COPENHAGEN, Denmark — At a press conference in the Danish capital of Copenhagen last weekend, Graham Stuart, a British parliamentarian, sat as the moderator. To his left was Wang Guangtao, chairman of the Chinese congress’ environmental committee. On his right lay an empty seat and a miniature American flag.
“Funnily enough,” said Stuart, “in a climate negotiation, we appear to be waiting on America.”
The meeting in Copenhagen wasn’t a case of real deal-making. That’ll come in December, when negotiators meet in an attempt to craft a successor to the Kyoto protocol. But Graham’s quip reflected a greater truth. When it comes to the fight against climate change, the world is still waiting on the United States.
U.S. Congressman Ed Markey (D-Mass.), the man who eventually took the empty seat, has done as much as anybody in America to turn that around. This summer, the U.S. House of Representatives passed a bill he co-sponsored that committed the country to significant cuts in emissions.
“Historically, the United States and China have been the excuse for why other countries haven’t acted,” said Markey. “This year we want to be leaders, not laggards.”
But the effort hasn’t been enough. A Senate committee kicked off debate on its version of the bill just this week. If the legislation isn’t passed in the next month and a half — and it almost certainly won’t be — the global summit in Copenhagen is unlikely to produce an agreement.
When President Barack Obama took office in February, there had been a hope that he would have been presented with a climate bill to sign before the global summit in December. With legislation in hand, U.S. negotiators would have had a chance of convincing developing countries to commit to limiting their greenhouse gas emissions.
Instead, the climate talks seem set to fail for much the same reason the Kyoto Protocol did. Developing countries will insist that rich nations — by virtue of the wealth, per-capita emissions and historical responsibility — be responsible for fighting climate change.
The industrialized world will respond that it can’t do it alone. And the U.S. Senate will refuse to ratify a treaty that doesn’t require China and India to limit the growth of their emissions.
“Clearly, at the current pace, we will not make it within the next two months,” said Danish Prime Minister Lars Lokke Rasmussen, who will be hosting the summit in December.
Markey and his Chinese counterpart were in Copenhagen as part of a gathering of legislators from 19 countries, meeting to discuss what could be done about climate change. While the conference wasn’t part of the official negotiations, it represented an opportunity for those
attending to express the views of the countries they represented.
For the Chinese, it was chance to stress not only the environmental commitments the country has made (Beijing recently instituted targets for renewable energy and energy efficiency), but also the limits imposed by the widespread poverty in their countryside.

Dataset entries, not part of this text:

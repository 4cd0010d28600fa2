//! # Searadar CLI
//!
//! Converts captured radar sentences into station messages.
//!
//! The tool plays both collaborator roles around [`searadar_core`]:
//! it supplies lines (from a capture file or stdin) and sinks the produced
//! messages (JSON lines or text on stdout). Logging goes to stderr.
//!
//! ```text
//! capture file / stdin ─► pipeline::run ─► SearadarConverter ─► stdout
//!                              │
//!                              └─► log (format errors, summary)
//! ```
//!
//! ## Command-Line Interface
//!
//! See [`Cli`] for all available options. Key options:
//!
//! - `-i, --input` - Capture file to read (default: stdin)
//! - `-f, --format` - `json` (default) or `text`
//! - `--strict` - Stop at the first malformed sentence
//! - `-v` - Increase verbosity (use multiple times)

use clap::Parser;
use std::fs::File;
use std::io::{self, BufRead, BufReader};
use std::path::{Path, PathBuf};

pub mod error;
pub mod pipeline;

pub use error::CliError;

pub const VERSION: &str = env!("CARGO_PKG_VERSION");

#[derive(clap::ValueEnum, Clone, Copy, Default, Debug, PartialEq, Eq)]
pub enum OutputFormat {
    /// One JSON object per line
    #[default]
    Json,
    /// Human readable, one message per line
    Text,
}

#[derive(clap::ValueEnum, Clone, Copy, Default, Debug, PartialEq, Eq)]
pub enum Dialect {
    #[default]
    #[value(name = "mr231-3")]
    Mr231_3,
}

impl std::fmt::Display for Dialect {
    fn fmt(&self, f: &mut std::fmt::Formatter<'_>) -> std::fmt::Result {
        match self {
            Self::Mr231_3 => write!(f, "MR-231-3"),
        }
    }
}

#[derive(Parser, Clone, Debug)]
#[command(name = "searadar", version, about)]
pub struct Cli {
    #[clap(flatten)]
    pub verbose: clap_verbosity_flag::Verbosity<clap_verbosity_flag::InfoLevel>,

    /// Capture file with one sentence per line; stdin when absent
    #[arg(short, long)]
    pub input: Option<PathBuf>,

    /// Output format
    #[arg(short, long, default_value_t, value_enum)]
    pub format: OutputFormat,

    /// Sentence dialect spoken by the radar
    #[arg(short, long, default_value_t, value_enum)]
    pub dialect: Dialect,

    /// Stop at the first malformed sentence instead of skipping it
    #[arg(long, default_value_t = false)]
    pub strict: bool,
}

/// Open the line source: the given file, or stdin
pub fn open_input(path: Option<&Path>) -> Result<Box<dyn BufRead>, CliError> {
    match path {
        Some(path) => {
            let file = File::open(path).map_err(|e| CliError::Open {
                path: path.to_path_buf(),
                source: e,
            })?;
            log::debug!("Reading sentences from {}", path.display());
            Ok(Box::new(BufReader::new(file)))
        }
        None => {
            log::debug!("Reading sentences from stdin");
            Ok(Box::new(BufReader::new(io::stdin())))
        }
    }
}
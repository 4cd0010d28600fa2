//! Fixed sentence grammars
//!
//! Each sentence type has a positional schema: one [`FieldClass`] per data
//! field. A sentence matches only if it has exactly that many fields and
//! every field is accepted by its class. Nothing is extracted on a partial
//! match.

use super::sentence::RawSentence;
use crate::error::FormatError;

/// Syntactic class of a single field
#[derive(Debug, Clone, Copy, PartialEq, Eq)]
pub enum FieldClass {
    /// Exactly `n` digits
    Digits(usize),
    /// Zero or more digits
    OptionalDigits,
    /// Exactly `int` digits, `.`, exactly `frac` digits
    Fixed { int: usize, frac: usize },
    /// At least one digit, `.`, exactly `frac` digits
    Decimal { frac: usize },
    /// At least one digit, `.`, at least one digit
    Float,
    /// One character out of the set
    Code(&'static [char]),
    /// Exactly `n` hex digits, either case
    Hex(usize),
    /// Matched but never looked at
    Any,
}

fn is_digits(s: &str) -> bool {
    s.bytes().all(|b| b.is_ascii_digit())
}

impl FieldClass {
    pub fn accepts(&self, field: &str) -> bool {
        match *self {
            FieldClass::Digits(n) => field.len() == n && is_digits(field),
            FieldClass::OptionalDigits => is_digits(field),
            FieldClass::Fixed { int, frac } => match field.split_once('.') {
                Some((i, f)) => i.len() == int && f.len() == frac && is_digits(i) && is_digits(f),
                None => false,
            },
            FieldClass::Decimal { frac } => match field.split_once('.') {
                Some((i, f)) => !i.is_empty() && f.len() == frac && is_digits(i) && is_digits(f),
                None => false,
            },
            FieldClass::Float => match field.split_once('.') {
                Some((i, f)) => !i.is_empty() && !f.is_empty() && is_digits(i) && is_digits(f),
                None => false,
            },
            FieldClass::Code(set) => {
                let mut chars = field.chars();
                match (chars.next(), chars.next()) {
                    (Some(c), None) => set.contains(&c),
                    _ => false,
                }
            }
            FieldClass::Hex(n) => field.len() == n && field.bytes().all(|b| b.is_ascii_hexdigit()),
            FieldClass::Any => true,
        }
    }
}

/// Reason a sentence failed its grammar
#[derive(Debug, Clone, PartialEq, Eq)]
pub enum Violation {
    /// Wrong number of data fields
    FieldCount { expected: usize, actual: usize },
    /// Sentence tag doesn't belong to this grammar
    SentenceType { expected: &'static str, actual: String },
    /// Data field at `index` (1-based) rejected by its class
    Field {
        index: usize,
        class: FieldClass,
        value: String,
    },
}

/// Positional schema for one sentence type
#[derive(Debug, Clone, Copy, PartialEq, Eq)]
pub struct Grammar {
    pub sentence: &'static str,
    pub fields: &'static [FieldClass],
}

impl Grammar {
    /// Number of data fields the sentence must have
    pub fn arity(&self) -> usize {
        self.fields.len()
    }

    /// List every way `raw` deviates from this grammar.
    ///
    /// Field classes are only checked when the field count is right.
    pub fn violations(&self, raw: &RawSentence) -> Vec<Violation> {
        let mut violations = Vec::new();

        if raw.tag() != self.sentence {
            violations.push(Violation::SentenceType {
                expected: self.sentence,
                actual: raw.tag().to_string(),
            });
        }

        if raw.data_len() != self.arity() {
            violations.push(Violation::FieldCount {
                expected: self.arity(),
                actual: raw.data_len(),
            });
            return violations;
        }

        for (offset, class) in self.fields.iter().enumerate() {
            let index = offset + 1;
            let value = raw.field(index).unwrap_or_default();
            if !class.accepts(value) {
                violations.push(Violation::Field {
                    index,
                    class: *class,
                    value: value.to_string(),
                });
            }
        }

        violations
    }

    /// All-or-nothing match of the complete field list
    pub fn check(&self, raw: &RawSentence) -> Result<(), FormatError> {
        let violations = self.violations(raw);
        if violations.is_empty() {
            Ok(())
        } else {
            log::debug!("{} grammar violations: {:?}", self.sentence, violations);
            Err(raw.mismatch())
        }
    }
}

const REF_TRUE: FieldClass = FieldClass::Code(&['T']);
const MAGNITUDE: FieldClass = FieldClass::Fixed { int: 2, frac: 1 };
const ANGLE: FieldClass = FieldClass::Fixed { int: 3, frac: 1 };
const TENTHS: FieldClass = FieldClass::Decimal { frac: 1 };
const CHECKSUM: FieldClass = FieldClass::Hex(4);

/// Tracked target message
///
/// `TTM,nn,dd.dd,bbb.b,T,ss.s,ccc.c,T,xx.x,xxx.x,xx.x,xx.x,<iff>,<status>,n*,<A|P>,hhhh`
pub const TTM_GRAMMAR: Grammar = Grammar {
    sentence: "TTM",
    fields: &[
        FieldClass::Digits(2),                  // 1 target number
        FieldClass::Fixed { int: 2, frac: 2 },  // 2 distance
        ANGLE,                                  // 3 bearing
        REF_TRUE,                               // 4
        MAGNITUDE,                              // 5 speed
        ANGLE,                                  // 6 course
        REF_TRUE,                               // 7
        MAGNITUDE,                              // 8
        ANGLE,                                  // 9
        MAGNITUDE,                              // 10
        MAGNITUDE,                              // 11
        FieldClass::Code(&['b', 'p', 'd']),     // 12 IFF
        FieldClass::Code(&['L', 'Q', 'T']),     // 13 status
        FieldClass::OptionalDigits,             // 14
        FieldClass::Code(&['A', 'P']),          // 15 validity
        CHECKSUM,                               // 16
    ],
};

/// Radar system data
///
/// Fields 5-8 (second origin and its VRM/EBL) are not used and not checked.
pub const RSD_GRAMMAR: Grammar = Grammar {
    sentence: "RSD",
    fields: &[
        TENTHS,                                 // 1 initial distance
        TENTHS,                                 // 2 initial bearing
        TENTHS,                                 // 3 moving circle of distance
        TENTHS,                                 // 4 bearing
        FieldClass::Any,                        // 5
        FieldClass::Any,                        // 6
        FieldClass::Any,                        // 7
        FieldClass::Any,                        // 8
        TENTHS,                                 // 9 distance from ship
        TENTHS,                                 // 10 bearing 2
        FieldClass::Float,                      // 11 distance scale
        FieldClass::Code(&['K', 'N']),          // 12 distance unit
        FieldClass::Code(&['C', 'H', 'N']),     // 13 display orientation
        FieldClass::Code(&['S', 'P']),          // 14 working mode
        FieldClass::OptionalDigits,             // 15
        CHECKSUM,                               // 16
    ],
};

“We are a developing country and our situation is one that is shared by all developing countries,” said Wang. “We’re working on reconciling economic development with energy consumption.”
The Americans too had an excuse — namely that until recently the U.S. government was committed to delaying the fight against climate change. “Let’s be honest,” Markey told the assembled legislators. “It’s taken some time, especially for certain leaders in the United States, to accept the science.”
Still, there is potential for a breakthrough. The primary point of agreement among the gathered lawmakers was that funding will be needed to help poor countries reduce emissions and adapt to the impacts of climate change.
The proposed funds — which could exceed $100 billion per year — would provide the developing world both the means and motivation to sign up for cuts it might not otherwise agree to.
“If December comes and the developing countries don’t feel like there’s a pay off for them, then the whole Copenhagen problem will grind to a halt,” said Connie Hedegaard, Denmark's climate and energy minister.
Even so, world leaders have already started to move the goal posts. While launching a last minute push, they’ve acknowledged that the meeting in December is unlikely to result in a comprehensive agreement.
“Even if we can’t agree to every single legal detail in Copenhagen, it should not be an excuse for postponing activity,” said Rasmussen, the Danish prime minister. “I don’t want to spend words defining a failure, but I can use them to define success.”